- Activity
Below are some records. Return exactly the lines from the one with "capital base lookups." to the one with "pub fn from_json_str(json: &str)", and nothing else.

[Data extracted from a collection]
########################################
//! Engine configuration.
//!
//! Loaded from a JSON file and/or `TG_RISK_*` environment variables. Every
//! section has defaults, so an empty `{}` is a valid file.

use std::path::Path;
use std::str::FromStr;
use std::time::Duration;

use serde::{Deserialize, Serialize};

use tg_cache::CacheConfig;
use tg_risk::{CalculatorConfig, LimitMonitorConfig};
use tg_types::errors::{TgError, TgResult};
use tg_types::market::ReturnBasis;
use tg_types::config_error;

use crate::warmer::WarmerConfig;

/// Environment variable naming a JSON config file.
pub const CONFIG_PATH_ENV: &str = "TG_RISK_CONFIG";

#[derive(Debug, Clone, PartialEq, Serialize, Deserialize)]
#[serde(default)]
pub struct EngineConfig {
    pub calculator: CalculatorConfig,
    pub cache: CacheConfig,
    pub monitor: LimitMonitorConfig,
    pub warmer: WarmerConfig,
    /// Per-call timeout for price history and capital base lookups.
    pub source_timeout_ms: u64,
    /// Calendar days of price history requested per instrument.
    pub history_lookback_days: i64,
    /// Upper bound on one recomputation, inputs included.
    pub compute_deadline_ms: u64,
    /// Instrument used for beta, if any.
    pub benchmark: Option<String>,
}

impl Default for EngineConfig {
    fn default() -> Self {
        Self {
            calculator: CalculatorConfig::default(),
            cache: CacheConfig::default(),
            monitor: LimitMonitorConfig::default(),
            warmer: WarmerConfig::default(),
            source_timeout_ms: 300,
            history_lookback_days: 400,
            compute_deadline_ms: 5_000,
            benchmark: None,
        }
    }
}

impl EngineConfig {
    pub fn source_timeout(&self) -> Duration {
        Duration::from_millis(self.source_timeout_ms)
    }

    pub fn compute_deadline(&self) -> Duration {
        Duration::from_millis(self.compute_deadline_ms)
    }

    pub fn from_json_str(json: &str) -> TgResult<Self> {
        let config: Self = serde_json::from_str(json)?;
        config.validate()?;
        Ok(config)
    }

    pub fn from_file(path: impl AsRef<Path>) -> TgResult<Self> {
        let raw = std::fs::read_to_string(path)?;
        Self::from_json_str(&raw)
    }

    /// File named by `TG_RISK_CONFIG` (or defaults), then environment overrides.
    pub fn load() -> TgResult<Self> {
        let mut config = match std::env::var(CONFIG_PATH_ENV) {
            Ok(path) => Self::from_file(path)?,
            Err(_) => Self::default(),
        };
        config.apply_overrides(|key| std::env::var(key).ok())?;
        config.validate()?;
        Ok(config)
    }

    /// Apply `TG_RISK_*` overrides read through `lookup`.
    pub fn apply_overrides<F>(&mut self, lookup: F) -> TgResult<()>
    where
        F: Fn(&str) -> Option<String>,
    {
        if let Some(v) = lookup("TG_RISK_WINDOW") {
            self.calculator.window = parse("TG_RISK_WINDOW", &v)?;
        }
        if let Some(v) = lookup("TG_RISK_RETURN_BASIS") {
            self.calculator.return_basis = match v.to_ascii_lowercase().as_str() {
                "relative" => ReturnBasis::Relative,
                "absolute" => ReturnBasis::Absolute,
                other => return Err(config_error!("TG_RISK_RETURN_BASIS: unknown basis '{}'", other)),
            };
        }
        if let Some(v) = lookup("TG_RISK_CACHE_CAPACITY") {
            self.cache.local_capacity = parse("TG_RISK_CACHE_CAPACITY", &v)?;
        }
        if let Some(v) = lookup("TG_RISK_CACHE_TTL_SECS") {
            self.cache.ttl_secs = parse("TG_RISK_CACHE_TTL_SECS", &v)?;
        }
        if let Some(v) = lookup("TG_RISK_SHARED_TIMEOUT_MS") {
            self.cache.shared_timeout_ms = parse("TG_RISK_SHARED_TIMEOUT_MS", &v)?;
        }
        if let Some(v) = lookup("TG_RISK_STALENESS_WINDOW_MS") {
            self.cache.staleness_window_ms = parse("TG_RISK_STALENESS_WINDOW_MS", &v)?;
        }
        if let Some(v) = lookup("TG_RISK_SOURCE_TIMEOUT_MS") {
            self.source_timeout_ms = parse("TG_RISK_SOURCE_TIMEOUT_MS", &v)?;
        }
        if let Some(v) = lookup("TG_RISK_LOOKBACK_DAYS") {
            self.history_lookback_days = parse("TG_RISK_LOOKBACK_DAYS", &v)?;
        }
        if let Some(v) = lookup("TG_RISK_WARMER_INTERVAL_SECS") {
            self.warmer.interval_secs = parse("TG_RISK_WARMER_INTERVAL_SECS", &v)?;
        }
        if let Some(v) = lookup("TG_RISK_BENCHMARK") {
            self.benchmark = (!v.trim().is_empty()).then(|| v.trim().to_string());
        }
        Ok(())
    }

    pub fn validate(&self) -> TgResult<()> {
        if self.calculator.window < 2 {
            return Err(config_error!("calculator.window must be at least 2, got {}", self.calculator.window));
        }
        if self.calculator.annualization_days == 0 {
            return Err(config_error!("calculator.annualization_days must be positive"));
        }
        if !(self.calculator.ewma_lambda > 0.0 && self.calculator.ewma_lambda < 1.0) {
            return Err(config_error!(
                "calculator.ewma_lambda must be in (0, 1), got {}",
                self.calculator.ewma_lambda
            ));
        }
        if self.cache.local_capacity == 0 {
            return Err(config_error!("cache.local_capacity must be positive"));
        }
        if self.cache.ttl_secs == 0 {
            return Err(config_error!("cache.ttl_secs must be positive"));
        }
        if self.history_lookback_days <= 0 {
            return Err(config_error!(
                "history_lookback_days must be positive, got {}",
                self.history_lookback_days
            ));
        }
        if self.monitor.warning_threshold_pct <= rust_decimal::Decimal::ZERO
            || self.monitor.warning_threshold_pct > rust_decimal::Decimal::ONE
        {
            return Err(config_error!(
                "monitor.warning_threshold_pct must be in (0, 1], got {}",
                self.monitor.warning_threshold_pct
            ));
        }
        if self.warmer.interval_secs == 0 {
            return Err(config_error!("warmer.interval_secs must be positive"));
        }
        Ok(())
    }
}

fn parse<T: FromStr>(key: &str, value: &str) -> TgResult<T>
where
    T::Err: std::fmt::Display,
{
    value
        .trim()
        .parse()
        .map_err(|e: T::Err| TgError::Config(format!("{key}: invalid value '{value}': {e}")))
}

#[cfg(test)]
mod tests {
    use super::*;
    use std::collections::HashMap;
    use tokio_test::{assert_err, assert_ok};

    #[test]
    fn defaults_are_valid() {
        let config = EngineConfig::default();
        assert_ok!(config.validate());
        assert_eq!(config.calculator.window, 250);
        assert_eq!(config.cache.ttl(), Duration::from_secs(300));
        assert_eq!(config.cache.shared_timeout(), Duration::from_millis(50));
        assert_eq!(config.source_timeout(), Duration::from_millis(300));
        assert_eq!(config.history_lookback_days, 400);
    }

    #[test]
    fn partial_json_keeps_defaults() {
        let config = EngineConfig::from_json_str(
            r#"{ "calculator": { "window": 60 }, "cache": { "ttl_secs": 30 }, "benchmark": "BRENT" }"#,
        )
        .unwrap();
        assert_eq!(config.calculator.window, 60);
        assert_eq!(config.calculator.annualization_days, 252);
        assert_eq!(config.cache.ttl_secs, 30);
        assert_eq!(config.cache.local_capacity, 1024);
        assert_eq!(config.benchmark.as_deref(), Some("BRENT"));
    }

    #[test]
    fn env_overrides_apply() {
        let env: HashMap<&str, &str> = [
            ("TG_RISK_WINDOW", "120"),
            ("TG_RISK_RETURN_BASIS", "Absolute"),
            ("TG_RISK_SHARED_TIMEOUT_MS", "25"),
            ("TG_RISK_BENCHMARK", "WTI"),
        ]
        .into_iter()
        .collect();

        let mut config = EngineConfig::default();
        config
            .apply_overrides(|k| env.get(k).map(|v| v.to_string()))
            .unwrap();

        assert_eq!(config.calculator.window, 120);
        assert_eq!(config.calculator.return_basis, ReturnBasis::Absolute);
        assert_eq!(config.cache.shared_timeout_ms, 25);
        assert_eq!(config.benchmark.as_deref(), Some("WTI"));
    }

    #[test]
    fn invalid_values_are_config_errors() {
        let mut config = EngineConfig::default();
        let err = assert_err!(config.apply_overrides(|k| (k == "TG_RISK_WINDOW").then(|| "many".to_string())));
        assert!(matches!(err, TgError::Config(_)));

        let err = EngineConfig::from_json_str(r#"{ "calculator": { "window": 1 } }"#).unwrap_err();
        assert!(matches!(err, TgError::Config(_)));

        let err = EngineConfig::from_json_str(r#"{ "calculator": { "ewma_lambda": 1.0 } }"#).unwrap_err();
        assert!(matches!(err, TgError::Config(_)));

        let err = EngineConfig::from_json_str("not json").unwrap_err();
        assert!(matches!(err, TgError::Serialization(_)));
    }
}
########################################
- Finished task
    /// Per-call timeout for price history and capital base lookups.
    pub source_timeout_ms: u64,
    /// Calendar days of price history requested per instrument.
    pub history_lookback_days: i64,
    /// Upper bound on one recomputation, inputs included.
    pub compute_deadline_ms: u64,
    /// Instrument used for beta, if any.
    pub benchmark: Option<String>,
}

impl Default for EngineConfig {
    fn default() -> Self {
        Self {
            calculator: CalculatorConfig::default(),
            cache: CacheConfig::default(),
            monitor: LimitMonitorConfig::default(),
            warmer: WarmerConfig::default(),
            source_timeout_ms: 300,
            history_lookback_days: 400,
            compute_deadline_ms: 5_000,
            benchmark: None,
        }
    }
}

impl EngineConfig {
    pub fn source_timeout(&self) -> Duration {
        Duration::from_millis(self.source_timeout_ms)
    }

    pub fn compute_deadline(&self) -> Duration {
        Duration::from_millis(self.compute_deadline_ms)
    }

    pub fn from_json_str(json: &str) -> TgResult<Self> {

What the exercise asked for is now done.